TASK BRIEF → From the top of the records below, return each line exactly, ending with the line that contains "pub type PromoAdminResult<T>".

- Opening Delimiter -

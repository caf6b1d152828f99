use std::sync::Arc;

use thiserror::Error;
use tracing::{error, info};

use domain::{
    entities::promo_codes::{InsertPromoCodeEntity, PromoCodeEntity},
    repositories::promo_codes::PromoCodeRepository,
};

#[derive(Debug, Error)]
pub enum PromoAdminError {
    #[error("invalid input: {0}")]
    Validation(String),
    #[error("promo code already exists")]
    DuplicateCode,
    #[error("promo code not found")]
    PromoNotFound,
    #[error(transparent)]
    Internal(#[from] anyhow::Error),
}

pub type PromoAdminResult<T> = std::result::Result<T, PromoAdminError>;

pub struct PromoAdminUseCase<P>
where
    P: PromoCodeRepository + Send + Sync + 'static,
{
    promo_repo: Arc<P>,
}

impl<P> PromoAdminUseCase<P>
where
    P: PromoCodeRepository + Send + Sync + 'static,
{
    pub fn new(promo_repo: Arc<P>) -> Self {
        Self { promo_repo }
    }

    pub async fn create_promo_code(
        &self,
        code: &str,
        discount_percent: i32,
        max_uses: i32,
    ) -> PromoAdminResult<i32> {
        let code = code.trim().to_uppercase();
        if code.is_empty() {
            return Err(PromoAdminError::Validation(
                "promo code must not be empty".to_string(),
            ));
        }
        if code.contains(':') {
            return Err(PromoAdminError::Validation(
                "promo code must not contain ':'".to_string(),
            ));
        }
        if !(1..=100).contains(&discount_percent) {
            return Err(PromoAdminError::Validation(
                "discount must be between 1 and 100 percent".to_string(),
            ));
        }
        if max_uses <= 0 {
            return Err(PromoAdminError::Validation(
                "max uses must be a positive number".to_string(),
            ));
        }

        let existing = self.promo_repo.find_by_code(&code).await.map_err(|err| {
            error!(db_error = ?err, "promos: failed to check for an existing code");
            PromoAdminError::Internal(err)
        })?;
        if existing.is_some() {
            return Err(PromoAdminError::DuplicateCode);
        }

        let promo_id = self
            .promo_repo
            .create(InsertPromoCodeEntity {
                code: code.clone(),
                discount_percent,
                max_uses,
            })
            .await
            .map_err(|err| {
                error!(db_error = ?err, "promos: failed to create promo code");
                PromoAdminError::Internal(err)
            })?;

        info!(promo_id, code = %code, discount_percent, max_uses, "promos: promo code created");
        Ok(promo_id)
    }

    pub async fn list_promo_codes(&self) -> PromoAdminResult<Vec<PromoCodeEntity>> {
        let promos = self.promo_repo.list().await.map_err(|err| {
            error!(db_error = ?err, "promos: failed to list promo codes");
            PromoAdminError::Internal(err)
        })?;

        Ok(promos)
    }

    /// Returns the new active state.
    pub async fn toggle_promo_code(&self, promo_id: i32) -> PromoAdminResult<bool> {
        let new_state = self
            .promo_repo
            .toggle_active(promo_id)
            .await
            .map_err(|err| {
                error!(promo_id, db_error = ?err, "promos: failed to toggle promo code");
                PromoAdminError::Internal(err)
            })?
            .ok_or(PromoAdminError::PromoNotFound)?;

        info!(promo_id, is_active = new_state, "promos: promo code toggled");
        Ok(new_state)
    }
}

#[cfg(test)]
mod tests {
    use super::*;
    use chrono::Utc;
    use domain::repositories::promo_codes::MockPromoCodeRepository;

    fn existing_promo() -> PromoCodeEntity {
        PromoCodeEntity {
            id: 7,
            code: "SALE10".to_string(),
            discount_percent: 10,
            max_uses: 5,
            uses_count: 0,
            is_active: true,
            created_at: Utc::now(),
        }
    }

    #[tokio::test]
    async fn create_normalizes_the_code_to_uppercase() {
        let mut promo_repo = MockPromoCodeRepository::new();
        promo_repo.expect_find_by_code().returning(|_| Ok(None));
        promo_repo
            .expect_create()
            .withf(|promo| promo.code == "SALE2025")
            .returning(|_| Ok(1));

        let usecase = PromoAdminUseCase::new(Arc::new(promo_repo));
        usecase.create_promo_code("sale2025", 15, 100).await.unwrap();
    }

    #[tokio::test]
    async fn create_rejects_out_of_range_discounts() {
        let usecase = PromoAdminUseCase::new(Arc::new(MockPromoCodeRepository::new()));

        for discount in [0, 101, -5] {
            let result = usecase.create_promo_code("SALE", discount, 10).await;
            assert!(matches!(result, Err(PromoAdminError::Validation(_))));
        }
    }

    #[tokio::test]
    async fn create_rejects_duplicate_codes() {
        let mut promo_repo = MockPromoCodeRepository::new();
        promo_repo
            .expect_find_by_code()
            .returning(|_| Ok(Some(existing_promo())));

        let usecase = PromoAdminUseCase::new(Arc::new(promo_repo));
        let result = usecase.create_promo_code("SALE10", 10, 5).await;
        assert!(matches!(result, Err(PromoAdminError::DuplicateCode)));
    }

    #[tokio::test]
    async fn toggle_surfaces_missing_codes() {
        let mut promo_repo = MockPromoCodeRepository::new();
        promo_repo.expect_toggle_active().returning(|_| Ok(None));

        let usecase = PromoAdminUseCase::new(Arc::new(promo_repo));
        let result = usecase.toggle_promo_code(99).await;
        assert!(matches!(result, Err(PromoAdminError::PromoNotFound)));
    }
}
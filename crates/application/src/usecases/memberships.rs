use std::sync::Arc;

use chrono::{DateTime, Utc};
use thiserror::Error;
use tracing::{error, info, warn};

use domain::{
    repositories::users::UserRepository,
    value_objects::memberships::MembershipProfile,
};

#[derive(Debug, Error)]
pub enum MembershipError {
    #[error("invalid input: {0}")]
    Validation(String),
    #[error("user not found")]
    UserNotFound,
    #[error(transparent)]
    Internal(#[from] anyhow::Error),
}

pub type MembershipResult<T> = std::result::Result<T, MembershipError>;

/// Admin-facing surface over a user's subscription window. The payment
/// path shares the same storage-level extension rule, so manual and
/// automatic extensions behave identically.
pub struct MembershipUseCase<U>
where
    U: UserRepository + Send + Sync + 'static,
{
    user_repo: Arc<U>,
}

impl<U> MembershipUseCase<U>
where
    U: UserRepository + Send + Sync + 'static,
{
    pub fn new(user_repo: Arc<U>) -> Self {
        Self { user_repo }
    }

    pub async fn extend(&self, user_id: i64, days: i64) -> MembershipResult<DateTime<Utc>> {
        if days <= 0 {
            return Err(MembershipError::Validation(
                "days must be a positive number".to_string(),
            ));
        }

        let new_end = self
            .user_repo
            .extend_subscription(user_id, days)
            .await
            .map_err(|err| {
                error!(user_id, db_error = ?err, "memberships: failed to extend subscription");
                MembershipError::Internal(err)
            })?
            .ok_or(MembershipError::UserNotFound)?;

        info!(user_id, days, new_end = %new_end, "memberships: subscription extended");
        Ok(new_end)
    }

    pub async fn revoke(&self, user_id: i64) -> MembershipResult<()> {
        let user = self.user_repo.find(user_id).await.map_err(|err| {
            error!(user_id, db_error = ?err, "memberships: failed to load user for revoke");
            MembershipError::Internal(err)
        })?;

        if user.is_none() {
            warn!(user_id, "memberships: revoke requested for unknown user");
            return Err(MembershipError::UserNotFound);
        }

        self.user_repo
            .revoke_subscription(user_id)
            .await
            .map_err(|err| {
                error!(user_id, db_error = ?err, "memberships: failed to revoke subscription");
                MembershipError::Internal(err)
            })?;

        info!(user_id, "memberships: subscription revoked");
        Ok(())
    }

    pub async fn profile(&self, user_id: i64) -> MembershipResult<MembershipProfile> {
        let user = self
            .user_repo
            .find(user_id)
            .await
            .map_err(MembershipError::Internal)?
            .ok_or(MembershipError::UserNotFound)?;

        let now = Utc::now();
        Ok(MembershipProfile {
            user_id: user.id,
            username: user.username.clone(),
            subscription_end: user.subscription_end,
            active: user.is_active_at(now),
        })
    }
}

#[cfg(test)]
mod tests {
    use super::*;
    use chrono::Duration;
    use domain::entities::users::UserEntity;
    use domain::repositories::users::MockUserRepository;

    fn user(id: i64, end: Option<DateTime<Utc>>) -> UserEntity {
        UserEntity {
            id,
            username: Some("someone".to_string()),
            subscription_end: end,
            created_at: Utc::now(),
        }
    }

    #[tokio::test]
    async fn extend_returns_the_new_end_date() {
        let expected = Utc::now() + Duration::days(30);
        let mut user_repo = MockUserRepository::new();
        user_repo
            .expect_extend_subscription()
            .withf(|user_id, days| *user_id == 42 && *days == 30)
            .returning(move |_, _| Ok(Some(expected)));

        let usecase = MembershipUseCase::new(Arc::new(user_repo));
        let new_end = usecase.extend(42, 30).await.unwrap();
        assert_eq!(new_end, expected);
    }

    #[tokio::test]
    async fn extend_rejects_non_positive_days() {
        let usecase = MembershipUseCase::new(Arc::new(MockUserRepository::new()));

        let result = usecase.extend(42, 0).await;
        assert!(matches!(result, Err(MembershipError::Validation(_))));
    }

    #[tokio::test]
    async fn extend_surfaces_unknown_users() {
        let mut user_repo = MockUserRepository::new();
        user_repo
            .expect_extend_subscription()
            .returning(|_, _| Ok(None));

        let usecase = MembershipUseCase::new(Arc::new(user_repo));
        let result = usecase.extend(404, 7).await;
        assert!(matches!(result, Err(MembershipError::UserNotFound)));
    }

    #[tokio::test]
    async fn revoke_requires_an_existing_user() {
        let mut user_repo = MockUserRepository::new();
        user_repo.expect_find().returning(|_| Ok(None));

        let usecase = MembershipUseCase::new(Arc::new(user_repo));
        let result = usecase.revoke(404).await;
        assert!(matches!(result, Err(MembershipError::UserNotFound)));
    }

    #[tokio::test]
    async fn profile_reports_expired_subscription_as_inactive() {
        let yesterday = Utc::now() - Duration::days(1);
        let mut user_repo = MockUserRepository::new();
        user_repo
            .expect_find()
            .returning(move |id| Ok(Some(user(id, Some(yesterday)))));

        let usecase = MembershipUseCase::new(Arc::new(user_repo));
        let profile = usecase.profile(42).await.unwrap();
        assert!(!profile.active);
        assert_eq!(profile.subscription_end, Some(yesterday));
    }

    #[tokio::test]
    async fn profile_reports_future_subscription_as_active() {
        let tomorrow = Utc::now() + Duration::days(1);
        let mut user_repo = MockUserRepository::new();
        user_repo
            .expect_find()
            .returning(move |id| Ok(Some(user(id, Some(tomorrow)))));

        let usecase = MembershipUseCase::new(Arc::new(user_repo));
        let profile = usecase.profile(42).await.unwrap();
        assert!(profile.active);
    }
}
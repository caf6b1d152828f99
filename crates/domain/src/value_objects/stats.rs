use serde::Serialize;

#[derive(Debug, Clone, Copy, Default, Serialize)]
pub struct SalesSummary {
    pub revenue_minor: i64,
    pub sales: i64,
}

#[derive(Debug, Clone, Serialize)]
pub struct TariffPopularity {
    pub tariff_name: String,
    pub sales: i64,
}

- Closing Delimiter -

ANSWER SECTION →
repository caf6b1d152828f99
use std::sync::Arc;

use thiserror::Error;
use tracing::{error, info};

use domain::{
    entities::promo_codes::{InsertPromoCodeEntity, PromoCodeEntity},
    repositories::promo_codes::PromoCodeRepository,
};

#[derive(Debug, Error)]
pub enum PromoAdminError {
    #[error("invalid input: {0}")]
    Validation(String),
    #[error("promo code already exists")]
    DuplicateCode,
    #[error("promo code not found")]
    PromoNotFound,
    #[error(transparent)]
    Internal(#[from] anyhow::Error),
}

pub type PromoAdminResult<T> = std::result::Result<T, PromoAdminError>;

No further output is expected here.